Produced by Diamond Seeds Media, featuring adaptive sound sculpture by Steve Spon for Nostramus. (Spon is a member of UK Decay famous for their early gothic sound and in particular the Black Cat EPO and The early gothic noire “Werewolf” on the Rising From The Dread EP. Spon is in good form at the moment , he is using his covid time to create fantastic sounds and video. Please check back for further Lockdown presentations).
Witches Halloween T Shirts are on sale all year round at…. https://recklessrelic.com/
Surely the most notorious Reckless Relics must be witches? Shakespeare’s famous play, Macbeth, gives insight into how these characters (not always women) were viewed in the first decade of the 1600s and the subject continued to be popular throughout the whole of the 17th century, the Salem Witch Crisis occurring in America in 1692.
This article is about the literature that dealt with the subject of witchcraft, what academics of the day believed and how they influenced public opinion about witchcraft. The seventeenth century began with the Gunpowder Plot followed by the English Civil War, a particularly volatile time for the population of England. People genuinely feared witchcraft at the start of the seventeenth century, influenced by the religious beliefs of the Puritans, but opinions changed. Literature about witchcraft evolved, giving a fascinating glimpse into our ancestors psychology. As time moves on the subject has become mythologized. This article shines some light on how attitudes changed and why most of us love the idea of Halloween today.
What was the fascination with ‘OLD NICK’? How could anyone believe they were BEWITCHED? Common culture scapegoated many a poor unfortunate old woman years ago, and yet there were others who readily admitted to practising witchcraft, although they may have done this under torture. Let’s see what facts survive in the context of the times.
Charles 1st came to the throne in 1625 and triggered instability in England due to his relationship with parliament. In 1642 the King’s wife, Henrietta Maria, moved to the Netherlands with the crown jewels and the English Civil War was underway. Battles raged between Cavaliers and Roundheads for years, until, on 30th January 1649, Charles 1st was executed.
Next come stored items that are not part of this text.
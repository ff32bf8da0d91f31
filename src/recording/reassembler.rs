//! RTP frame reassembly
//!
//! Buffers RTP packets for a single track, reorders them by extended
//! sequence number and emits complete media samples. A sample is complete
//! when a contiguous run of packets sharing one RTP timestamp starts with a
//! partition head and the first packet of the following timestamp has
//! arrived (its timestamp also gives the sample duration).
//!
//! Packets never wait longer than the reorder window behind a hole: once the
//! buffer holds packets `window` sequence numbers past a hole, the incomplete
//! head is given up and counted as dropped. The first sample is held back
//! until the buffer spans the window, so packets overtaken at the start of
//! the stream are not mistaken for late ones.

use bytes::{Bytes, BytesMut};
use std::collections::BTreeMap;
use std::time::Duration;
use webrtc::rtp::packet::Packet;
use webrtc::rtp::packetizer::Depacketizer;

/// Extended sequence numbers start here so wraparound below the first
/// packet never underflows.
const SEQ_ORIGIN: u64 = 1 << 32;

/// A reassembled media sample
#[derive(Debug, Clone, PartialEq, Eq)]
pub struct Sample {
    /// Depacketized codec payload
    pub data: Bytes,
    /// Time until the next sample, from the RTP clock
    pub duration: Duration,
    /// RTP timestamp shared by the sample's packets
    pub rtp_timestamp: u32,
}

/// Reassembly counters
#[derive(Debug, Clone, Copy, Default, PartialEq, Eq)]
pub struct ReassemblerStats {
    pub samples_emitted: u64,
    pub packets_dropped: u64,
}

enum Scan {
    /// Run `[start, end)` is a whole sample; `end` holds the next timestamp
    Complete { end: u64 },
    /// Contiguous up to the newest packet, the sample may still grow
    Waiting,
    /// Sequence number `at` is missing inside or right after the run
    Gap { at: u64 },
    /// Head packet does not start a partition
    NotHead,
}

/// Reorders RTP packets and assembles them into samples
pub struct FrameReassembler<D: Depacketizer> {
    depacketizer: D,
    clock_rate: u32,
    window: u64,
    buffer: BTreeMap<u64, Packet>,
    /// Highest extended sequence number seen so far
    highest: Option<u64>,
    /// First sequence number not yet emitted or dropped
    next: Option<u64>,
    /// No more packets will be pushed
    ended: bool,
    stats: ReassemblerStats,
}

impl<D: Depacketizer> FrameReassembler<D> {
    /// Create a reassembler.
    ///
    /// * `window` - sequence numbers tolerated past a hole before the head is dropped
    /// * `clock_rate` - RTP clock of the codec (90 kHz for video)
    pub fn new(window: u16, depacketizer: D, clock_rate: u32) -> Self {
        Self {
            depacketizer,
            clock_rate: clock_rate.max(1),
            window: u64::from(window.max(1)),
            buffer: BTreeMap::new(),
            highest: None,
            next: None,
            ended: false,
            stats: ReassemblerStats::default(),
        }
    }

    pub fn stats(&self) -> ReassemblerStats {
        self.stats
    }

    /// Buffer a packet. Late and duplicate packets are discarded.
    pub fn push(&mut self, packet: Packet) {
        let seq = self.extend_sequence(packet.header.sequence_number);

        if let Some(next) = self.next {
            if seq < next {
                self.stats.packets_dropped += 1;
                return;
            }
        }

        self.buffer.insert(seq, packet);
    }

    /// Mark the stream finished. Holes can no longer fill, so later pops
    /// skip them at once instead of waiting for the window.
    pub fn end_of_stream(&mut self) {
        self.ended = true;
    }

    /// Pop the next complete sample, if any.
    ///
    /// Call repeatedly after every `push` until it returns `None`.
    pub fn pop(&mut self) -> Option<Sample> {
        loop {
            let first = *self.buffer.keys().next()?;
            let last = *self.buffer.keys().next_back()?;

            let start = match self.next {
                Some(next) => next,
                None => {
                    // Packets before `first` may still be in flight
                    if !self.ended && last - first < self.window {
                        return None;
                    }
                    self.next = Some(first);
                    first
                }
            };

            let hole = if first != start {
                start
            } else {
                // Padding carries no media and never starts a sample
                if self.buffer[&first].payload.is_empty() {
                    self.buffer.remove(&first);
                    self.next = Some(first + 1);
                    continue;
                }

                match self.scan(first) {
                    Scan::Complete { end } => {
                        if let Some(sample) = self.emit(first, end) {
                            return Some(sample);
                        }
                        continue;
                    }
                    Scan::Waiting => return None,
                    Scan::NotHead => {
                        self.drop_head_run(first);
                        continue;
                    }
                    Scan::Gap { at } => at,
                }
            };

            if !self.ended && last - hole < self.window {
                return None;
            }

            if first != start {
                // Everything between `start` and `first` is lost
                self.count_dropped(first - start);
                self.next = Some(first);
            } else {
                self.drop_head_run(first);
            }
        }
    }

    fn extend_sequence(&mut self, seq: u16) -> u64 {
        match self.highest {
            None => {
                let extended = SEQ_ORIGIN + u64::from(seq);
                self.highest = Some(extended);
                extended
            }
            Some(highest) => {
                let delta = seq.wrapping_sub(highest as u16) as i16;
                let extended = (highest as i64 + i64::from(delta)) as u64;
                if extended > highest {
                    self.highest = Some(extended);
                }
                extended
            }
        }
    }

    fn scan(&self, start: u64) -> Scan {
        let head = &self.buffer[&start];
        if !self.depacketizer.is_partition_head(&head.payload) {
            return Scan::NotHead;
        }

        let timestamp = head.header.timestamp;
        let last = self.buffer.keys().next_back().copied().unwrap_or(start);
        let mut seq = start + 1;
        loop {
            match self.buffer.get(&seq) {
                None if seq > last => return Scan::Waiting,
                None => return Scan::Gap { at: seq },
                Some(packet) if packet.header.timestamp != timestamp => {
                    return Scan::Complete { end: seq };
                }
                Some(_) => seq += 1,
            }
        }
    }

    fn emit(&mut self, start: u64, end: u64) -> Option<Sample> {
        let next_timestamp = self.buffer.get(&end)?.header.timestamp;
        let mut data = BytesMut::new();
        let mut timestamp = 0;
        let mut corrupt = false;

        for seq in start..end {
            let Some(packet) = self.buffer.remove(&seq) else {
                continue;
            };
            timestamp = packet.header.timestamp;
            if packet.payload.is_empty() {
                continue;
            }
            match self.depacketizer.depacketize(&packet.payload) {
                Ok(payload) => data.extend_from_slice(&payload),
                Err(_) => corrupt = true,
            }
        }
        self.next = Some(end);

        if corrupt || data.is_empty() {
            self.count_dropped(end - start);
            return None;
        }

        self.stats.samples_emitted += 1;
        Some(Sample {
            data: data.freeze(),
            duration: rtp_delta(timestamp, next_timestamp, self.clock_rate),
            rtp_timestamp: timestamp,
        })
    }

    fn drop_head_run(&mut self, first: u64) {
        let Some(head) = self.buffer.remove(&first) else {
            return;
        };
        let timestamp = head.header.timestamp;
        let mut seq = first + 1;
        while self
            .buffer
            .get(&seq)
            .is_some_and(|packet| packet.header.timestamp == timestamp)
        {
            self.buffer.remove(&seq);
            seq += 1;
        }
        self.count_dropped(seq - first);
        self.next = Some(seq);
    }

    fn count_dropped(&mut self, packets: u64) {
        self.stats.packets_dropped += packets;
    }
}

/// Duration between two RTP timestamps; a backwards step counts as zero
fn rtp_delta(from: u32, to: u32, clock_rate: u32) -> Duration {
    let ticks = to.wrapping_sub(from);
    if ticks > i32::MAX as u32 {
        return Duration::ZERO;
    }
    Duration::from_nanos(u64::from(ticks) * 1_000_000_000 / u64::from(clock_rate))
}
One may wonder if the growing interest in witches and witchcraft during the years of the English Civil war reflected the strain of living through such unstable times? Villager’s experiences were already precarious – life could be threatened by plague and other diseases and the possibility of famine. Soldiers were known to abuse communities as they passed through and families were forced to supply their menfolk for the armies. For those with battle injuries, treatment was little more than folk cures. Superstition seemed to be second nature and it is no wonder that people sought unfounded reasons for their problems. Unfortunately the most vulnerableusually took the blame for a community’s angst, and fearful people fed with silly ideas were easily persuaded.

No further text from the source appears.